• [DIRECTIONS FOR THIS TASK] Return every line of the data that contains the string "previous".

..........

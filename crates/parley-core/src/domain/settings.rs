use parley_protocol::{ConfigOptions, PermissionMode};
use serde::{Deserialize, Serialize};

#[derive(Debug, Clone, PartialEq, Eq, Default, Serialize, Deserialize)]
#[serde(default)]
pub struct ChatSettings {
    pub model: Option<String>,
    pub permission_mode: PermissionMode,
    pub plan_mode: bool,
    pub thinking: bool,
}

/// Which settings the connected agent supports. Empty lists allow anything.
#[derive(Debug, Clone, PartialEq, Eq, Serialize, Deserialize)]
#[serde(default)]
pub struct Capabilities {
    pub models: Vec<String>,
    pub permission_modes: Vec<PermissionMode>,
    pub plan_mode: bool,
    pub thinking: bool,
}

impl Default for Capabilities {
    fn default() -> Self {
        Self {
            models: Vec::new(),
            permission_modes: Vec::new(),
            plan_mode: true,
            thinking: true,
        }
    }
}

impl Capabilities {
    pub fn allows_model(&self, model: &str) -> bool {
        self.models.is_empty() || self.models.iter().any(|m| m == model)
    }

    pub fn allows_permission_mode(&self, mode: PermissionMode) -> bool {
        self.permission_modes.is_empty() || self.permission_modes.contains(&mode)
    }
}

impl ChatSettings {
    /// Apply a partial update, keeping the previous value of every field the
    /// capabilities do not allow. Returns the fields that were applied.
    pub fn apply(&mut self, update: &ConfigOptions, capabilities: &Capabilities) -> ConfigOptions {
        let mut applied = ConfigOptions::default();

        if let Some(model) = &update.model {
            if capabilities.allows_model(model) {
                self.model = Some(model.clone());
                applied.model = Some(model.clone());
            } else {
                rejected("model", model);
            }
        }

        if let Some(mode) = update.permission_mode {
            if capabilities.allows_permission_mode(mode) {
                self.permission_mode = mode;
                applied.permission_mode = Some(mode);
            } else {
                rejected("permission_mode", &mode.to_string());
            }
        }

        if let Some(plan_mode) = update.plan_mode {
            if !plan_mode || capabilities.plan_mode {
                self.plan_mode = plan_mode;
                applied.plan_mode = Some(plan_mode);
            } else {
                rejected("plan_mode", "true");
            }
        }

        if let Some(thinking) = update.thinking {
            if !thinking || capabilities.thinking {
                self.thinking = thinking;
                applied.thinking = Some(thinking);
            } else {
                rejected("thinking", "true");
            }
        }

        applied
    }

    /// Bring existing settings inside `capabilities`.
    pub fn clamp(&mut self, capabilities: &Capabilities) {
        if let Some(model) = &self.model
            && !capabilities.allows_model(model)
        {
            self.model = capabilities.models.first().cloned();
        }
        if !capabilities.allows_permission_mode(self.permission_mode) {
            self.permission_mode = capabilities
                .permission_modes
                .first()
                .copied()
                .unwrap_or_default();
        }
        self.plan_mode &= capabilities.plan_mode;
        self.thinking &= capabilities.thinking;
    }
}

fn rejected(field: &str, value: &str) {
    tracing::warn!(
        target: "parley.settings",
        "Setting {}={} not supported by this agent; keeping previous value",
        field,
        value
    );
}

..........

• [FINISHED TASK]
    /// Apply a partial update, keeping the previous value of every field the
        "Setting {}={} not supported by this agent; keeping previous value",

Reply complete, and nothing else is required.